Problem details:
Output all records exactly.

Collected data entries

*-*-*

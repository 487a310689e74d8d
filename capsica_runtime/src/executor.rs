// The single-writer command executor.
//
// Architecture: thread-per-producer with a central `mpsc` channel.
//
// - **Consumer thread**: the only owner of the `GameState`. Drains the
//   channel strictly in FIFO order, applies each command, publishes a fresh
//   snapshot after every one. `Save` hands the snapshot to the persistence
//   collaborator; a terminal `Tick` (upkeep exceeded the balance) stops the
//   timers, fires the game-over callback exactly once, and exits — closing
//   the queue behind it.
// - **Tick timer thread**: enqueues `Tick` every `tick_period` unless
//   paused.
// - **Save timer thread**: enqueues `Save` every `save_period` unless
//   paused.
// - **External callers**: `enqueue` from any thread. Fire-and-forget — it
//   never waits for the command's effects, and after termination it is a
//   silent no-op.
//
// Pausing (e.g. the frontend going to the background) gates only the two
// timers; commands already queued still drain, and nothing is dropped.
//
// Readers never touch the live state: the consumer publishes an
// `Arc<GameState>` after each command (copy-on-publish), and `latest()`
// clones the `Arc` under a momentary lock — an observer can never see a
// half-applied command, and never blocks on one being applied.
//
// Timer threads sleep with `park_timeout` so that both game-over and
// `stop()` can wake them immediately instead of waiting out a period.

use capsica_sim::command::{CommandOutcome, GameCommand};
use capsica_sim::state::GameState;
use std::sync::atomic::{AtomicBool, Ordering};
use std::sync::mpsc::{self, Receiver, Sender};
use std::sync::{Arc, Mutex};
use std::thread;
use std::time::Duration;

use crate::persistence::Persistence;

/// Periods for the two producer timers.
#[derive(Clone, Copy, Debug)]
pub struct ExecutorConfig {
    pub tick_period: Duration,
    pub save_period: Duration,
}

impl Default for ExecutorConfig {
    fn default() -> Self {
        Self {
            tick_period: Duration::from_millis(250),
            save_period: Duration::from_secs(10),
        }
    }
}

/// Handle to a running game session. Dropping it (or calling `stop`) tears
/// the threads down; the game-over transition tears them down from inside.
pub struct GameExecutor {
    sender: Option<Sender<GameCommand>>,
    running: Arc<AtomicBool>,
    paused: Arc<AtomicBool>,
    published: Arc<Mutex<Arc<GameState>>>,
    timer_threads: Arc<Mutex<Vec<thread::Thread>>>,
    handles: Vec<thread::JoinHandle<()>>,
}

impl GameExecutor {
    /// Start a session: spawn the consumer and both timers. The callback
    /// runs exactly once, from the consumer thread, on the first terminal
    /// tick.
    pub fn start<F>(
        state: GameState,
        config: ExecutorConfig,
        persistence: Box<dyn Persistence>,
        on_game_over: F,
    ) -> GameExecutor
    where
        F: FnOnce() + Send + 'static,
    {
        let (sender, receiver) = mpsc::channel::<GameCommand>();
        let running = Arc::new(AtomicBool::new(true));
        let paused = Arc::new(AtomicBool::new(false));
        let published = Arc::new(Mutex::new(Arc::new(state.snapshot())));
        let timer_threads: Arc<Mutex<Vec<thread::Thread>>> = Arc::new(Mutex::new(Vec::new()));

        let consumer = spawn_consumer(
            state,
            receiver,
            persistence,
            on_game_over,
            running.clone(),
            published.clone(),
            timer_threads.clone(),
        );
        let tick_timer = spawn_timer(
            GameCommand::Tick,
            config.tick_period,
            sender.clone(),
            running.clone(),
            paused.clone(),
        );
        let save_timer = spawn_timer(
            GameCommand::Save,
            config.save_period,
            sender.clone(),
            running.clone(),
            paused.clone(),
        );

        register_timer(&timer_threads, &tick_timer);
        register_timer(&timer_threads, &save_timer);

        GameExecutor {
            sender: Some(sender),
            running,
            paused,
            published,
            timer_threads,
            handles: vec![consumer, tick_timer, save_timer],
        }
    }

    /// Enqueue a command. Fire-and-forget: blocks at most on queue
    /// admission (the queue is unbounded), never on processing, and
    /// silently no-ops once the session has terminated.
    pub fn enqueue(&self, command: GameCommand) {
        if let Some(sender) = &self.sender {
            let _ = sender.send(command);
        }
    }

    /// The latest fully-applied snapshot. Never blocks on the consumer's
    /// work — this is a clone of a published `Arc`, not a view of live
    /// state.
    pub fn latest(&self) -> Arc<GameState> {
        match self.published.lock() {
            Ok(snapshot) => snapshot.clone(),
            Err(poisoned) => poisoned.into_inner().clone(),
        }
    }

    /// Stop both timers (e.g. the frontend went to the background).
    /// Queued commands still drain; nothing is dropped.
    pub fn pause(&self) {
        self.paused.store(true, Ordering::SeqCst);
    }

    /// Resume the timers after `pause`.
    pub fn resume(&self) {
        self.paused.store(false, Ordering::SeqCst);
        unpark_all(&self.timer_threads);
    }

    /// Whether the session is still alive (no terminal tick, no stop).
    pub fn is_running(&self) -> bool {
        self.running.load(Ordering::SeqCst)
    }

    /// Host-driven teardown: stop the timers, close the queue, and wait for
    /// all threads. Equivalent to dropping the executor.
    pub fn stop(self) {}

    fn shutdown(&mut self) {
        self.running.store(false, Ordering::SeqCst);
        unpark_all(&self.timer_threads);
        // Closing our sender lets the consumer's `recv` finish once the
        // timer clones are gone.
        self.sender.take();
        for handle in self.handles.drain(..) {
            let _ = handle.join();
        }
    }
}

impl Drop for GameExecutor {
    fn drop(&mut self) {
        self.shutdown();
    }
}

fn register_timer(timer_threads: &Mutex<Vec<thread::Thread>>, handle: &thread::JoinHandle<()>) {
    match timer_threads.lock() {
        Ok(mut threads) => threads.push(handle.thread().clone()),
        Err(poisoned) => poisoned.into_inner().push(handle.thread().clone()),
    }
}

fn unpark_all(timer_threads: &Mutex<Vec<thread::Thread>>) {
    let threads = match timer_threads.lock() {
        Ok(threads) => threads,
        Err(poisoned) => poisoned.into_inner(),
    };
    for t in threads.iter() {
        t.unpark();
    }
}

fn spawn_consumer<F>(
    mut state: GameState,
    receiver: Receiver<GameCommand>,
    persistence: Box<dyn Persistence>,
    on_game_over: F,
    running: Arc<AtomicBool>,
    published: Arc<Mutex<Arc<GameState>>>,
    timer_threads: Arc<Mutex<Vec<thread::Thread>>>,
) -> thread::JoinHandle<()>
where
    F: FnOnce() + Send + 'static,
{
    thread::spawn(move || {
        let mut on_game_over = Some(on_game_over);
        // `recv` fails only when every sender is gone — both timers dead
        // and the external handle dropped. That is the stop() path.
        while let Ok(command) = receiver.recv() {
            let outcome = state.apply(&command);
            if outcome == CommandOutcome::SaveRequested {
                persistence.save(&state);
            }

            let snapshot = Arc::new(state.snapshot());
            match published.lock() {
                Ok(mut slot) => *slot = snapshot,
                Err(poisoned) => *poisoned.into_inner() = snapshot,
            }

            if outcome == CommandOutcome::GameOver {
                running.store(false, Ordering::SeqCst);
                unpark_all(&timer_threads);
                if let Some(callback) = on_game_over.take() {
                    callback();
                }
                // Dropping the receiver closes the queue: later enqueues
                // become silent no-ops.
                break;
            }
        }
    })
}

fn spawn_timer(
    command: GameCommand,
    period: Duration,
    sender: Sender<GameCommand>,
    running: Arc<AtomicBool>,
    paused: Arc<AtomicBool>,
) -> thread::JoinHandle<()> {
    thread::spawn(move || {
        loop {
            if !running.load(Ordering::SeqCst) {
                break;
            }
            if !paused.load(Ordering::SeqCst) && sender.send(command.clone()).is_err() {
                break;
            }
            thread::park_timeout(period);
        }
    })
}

*-*-*

Solution to the problem:
repository 487a310689e74d8d
filename capsica_runtime/src/executor.rs
// The single-writer command executor.
//
// Architecture: thread-per-producer with a central `mpsc` channel.
//
// - **Consumer thread**: the only owner of the `GameState`. Drains the
//   channel strictly in FIFO order, applies each command, publishes a fresh
//   snapshot after every one. `Save` hands the snapshot to the persistence
//   collaborator; a terminal `Tick` (upkeep exceeded the balance) stops the
//   timers, fires the game-over callback exactly once, and exits — closing
//   the queue behind it.
// - **Tick timer thread**: enqueues `Tick` every `tick_period` unless
//   paused.
// - **Save timer thread**: enqueues `Save` every `save_period` unless
//   paused.
// - **External callers**: `enqueue` from any thread. Fire-and-forget — it
//   never waits for the command's effects, and after termination it is a
//   silent no-op.
//
// Pausing (e.g. the frontend going to the background) gates only the two
// timers; commands already queued still drain, and nothing is dropped.
//
// Readers never touch the live state: the consumer publishes an
// `Arc<GameState>` after each command (copy-on-publish), and `latest()`
// clones the `Arc` under a momentary lock — an observer can never see a
// half-applied command, and never blocks on one being applied.
//
// Timer threads sleep with `park_timeout` so that both game-over and
// `stop()` can wake them immediately instead of waiting out a period.

use capsica_sim::command::{CommandOutcome, GameCommand};
use capsica_sim::state::GameState;
use std::sync::atomic::{AtomicBool, Ordering};
use std::sync::mpsc::{self, Receiver, Sender};
use std::sync::{Arc, Mutex};
use std::thread;
use std::time::Duration;

use crate::persistence::Persistence;

/// Periods for the two producer timers.
#[derive(Clone, Copy, Debug)]
pub struct ExecutorConfig {
    pub tick_period: Duration,
    pub save_period: Duration,
}

impl Default for ExecutorConfig {
    fn default() -> Self {
        Self {
            tick_period: Duration::from_millis(250),
            save_period: Duration::from_secs(10),
        }
    }
}

/// Handle to a running game session. Dropping it (or calling `stop`) tears
/// the threads down; the game-over transition tears them down from inside.
pub struct GameExecutor {
    sender: Option<Sender<GameCommand>>,
    running: Arc<AtomicBool>,
    paused: Arc<AtomicBool>,
    published: Arc<Mutex<Arc<GameState>>>,
    timer_threads: Arc<Mutex<Vec<thread::Thread>>>,
    handles: Vec<thread::JoinHandle<()>>,
}

impl GameExecutor {
    /// Start a session: spawn the consumer and both timers. The callback
    /// runs exactly once, from the consumer thread, on the first terminal
    /// tick.
    pub fn start<F>(
        state: GameState,
        config: ExecutorConfig,
        persistence: Box<dyn Persistence>,
        on_game_over: F,
    ) -> GameExecutor
    where
        F: FnOnce() + Send + 'static,
    {
        let (sender, receiver) = mpsc::channel::<GameCommand>();
        let running = Arc::new(AtomicBool::new(true));
        let paused = Arc::new(AtomicBool::new(false));
        let published = Arc::new(Mutex::new(Arc::new(state.snapshot())));
        let timer_threads: Arc<Mutex<Vec<thread::Thread>>> = Arc::new(Mutex::new(Vec::new()));

        let consumer = spawn_consumer(
            state,
            receiver,
            persistence,
            on_game_over,
            running.clone(),
            published.clone(),
            timer_threads.clone(),
        );
        let tick_timer = spawn_timer(
            GameCommand::Tick,
            config.tick_period,
            sender.clone(),
            running.clone(),
            paused.clone(),
        );
        let save_timer = spawn_timer(
            GameCommand::Save,
            config.save_period,
            sender.clone(),
            running.clone(),
            paused.clone(),
        );

        register_timer(&timer_threads, &tick_timer);
        register_timer(&timer_threads, &save_timer);

        GameExecutor {
            sender: Some(sender),
            running,
            paused,
            published,
            timer_threads,
            handles: vec![consumer, tick_timer, save_timer],
        }
    }

    /// Enqueue a command. Fire-and-forget: blocks at most on queue
    /// admission (the queue is unbounded), never on processing, and
    /// silently no-ops once the session has terminated.
    pub fn enqueue(&self, command: GameCommand) {
        if let Some(sender) = &self.sender {
            let _ = sender.send(command);
        }
    }

    /// The latest fully-applied snapshot. Never blocks on the consumer's
    /// work — this is a clone of a published `Arc`, not a view of live
    /// state.
    pub fn latest(&self) -> Arc<GameState> {
        match self.published.lock() {
            Ok(snapshot) => snapshot.clone(),
            Err(poisoned) => poisoned.into_inner().clone(),
        }
    }

    /// Stop both timers (e.g. the frontend went to the background).
    /// Queued commands still drain; nothing is dropped.
    pub fn pause(&self) {
        self.paused.store(true, Ordering::SeqCst);
    }

    /// Resume the timers after `pause`.
    pub fn resume(&self) {
        self.paused.store(false, Ordering::SeqCst);
        unpark_all(&self.timer_threads);
    }

    /// Whether the session is still alive (no terminal tick, no stop).
    pub fn is_running(&self) -> bool {
        self.running.load(Ordering::SeqCst)
    }

    /// Host-driven teardown: stop the timers, close the queue, and wait for
    /// all threads. Equivalent to dropping the executor.
    pub fn stop(self) {}

    fn shutdown(&mut self) {
        self.running.store(false, Ordering::SeqCst);
        unpark_all(&self.timer_threads);
        // Closing our sender lets the consumer's `recv` finish once the
        // timer clones are gone.
        self.sender.take();
        for handle in self.handles.drain(..) {
            let _ = handle.join();
        }
    }
}

impl Drop for GameExecutor {
    fn drop(&mut self) {
        self.shutdown();
    }
}

fn register_timer(timer_threads: &Mutex<Vec<thread::Thread>>, handle: &thread::JoinHandle<()>) {
    match timer_threads.lock() {
        Ok(mut threads) => threads.push(handle.thread().clone()),
        Err(poisoned) => poisoned.into_inner().push(handle.thread().clone()),
    }
}

fn unpark_all(timer_threads: &Mutex<Vec<thread::Thread>>) {
    let threads = match timer_threads.lock() {
        Ok(threads) => threads,
        Err(poisoned) => poisoned.into_inner(),
    };
    for t in threads.iter() {
        t.unpark();
    }
}

fn spawn_consumer<F>(
    mut state: GameState,
    receiver: Receiver<GameCommand>,
    persistence: Box<dyn Persistence>,
    on_game_over: F,
    running: Arc<AtomicBool>,
    published: Arc<Mutex<Arc<GameState>>>,
    timer_threads: Arc<Mutex<Vec<thread::Thread>>>,
) -> thread::JoinHandle<()>
where
    F: FnOnce() + Send + 'static,
{
    thread::spawn(move || {
        let mut on_game_over = Some(on_game_over);
        // `recv` fails only when every sender is gone — both timers dead
        // and the external handle dropped. That is the stop() path.
        while let Ok(command) = receiver.recv() {
            let outcome = state.apply(&command);
            if outcome == CommandOutcome::SaveRequested {
                persistence.save(&state);
            }

            let snapshot = Arc::new(state.snapshot());
            match published.lock() {
                Ok(mut slot) => *slot = snapshot,
                Err(poisoned) => *poisoned.into_inner() = snapshot,
            }

            if outcome == CommandOutcome::GameOver {
                running.store(false, Ordering::SeqCst);
                unpark_all(&timer_threads);
                if let Some(callback) = on_game_over.take() {
                    callback();
                }
                // Dropping the receiver closes the queue: later enqueues
                // become silent no-ops.
                break;
            }
        }
    })
}

fn spawn_timer(
    command: GameCommand,
    period: Duration,
    sender: Sender<GameCommand>,
    running: Arc<AtomicBool>,
    paused: Arc<AtomicBool>,
) -> thread::JoinHandle<()> {
    thread::spawn(move || {
        loop {
            if !running.load(Ordering::SeqCst) {
                break;
            }
            if !paused.load(Ordering::SeqCst) && sender.send(command.clone()).is_err() {
                break;
            }
            thread::park_timeout(period);
        }
    })
}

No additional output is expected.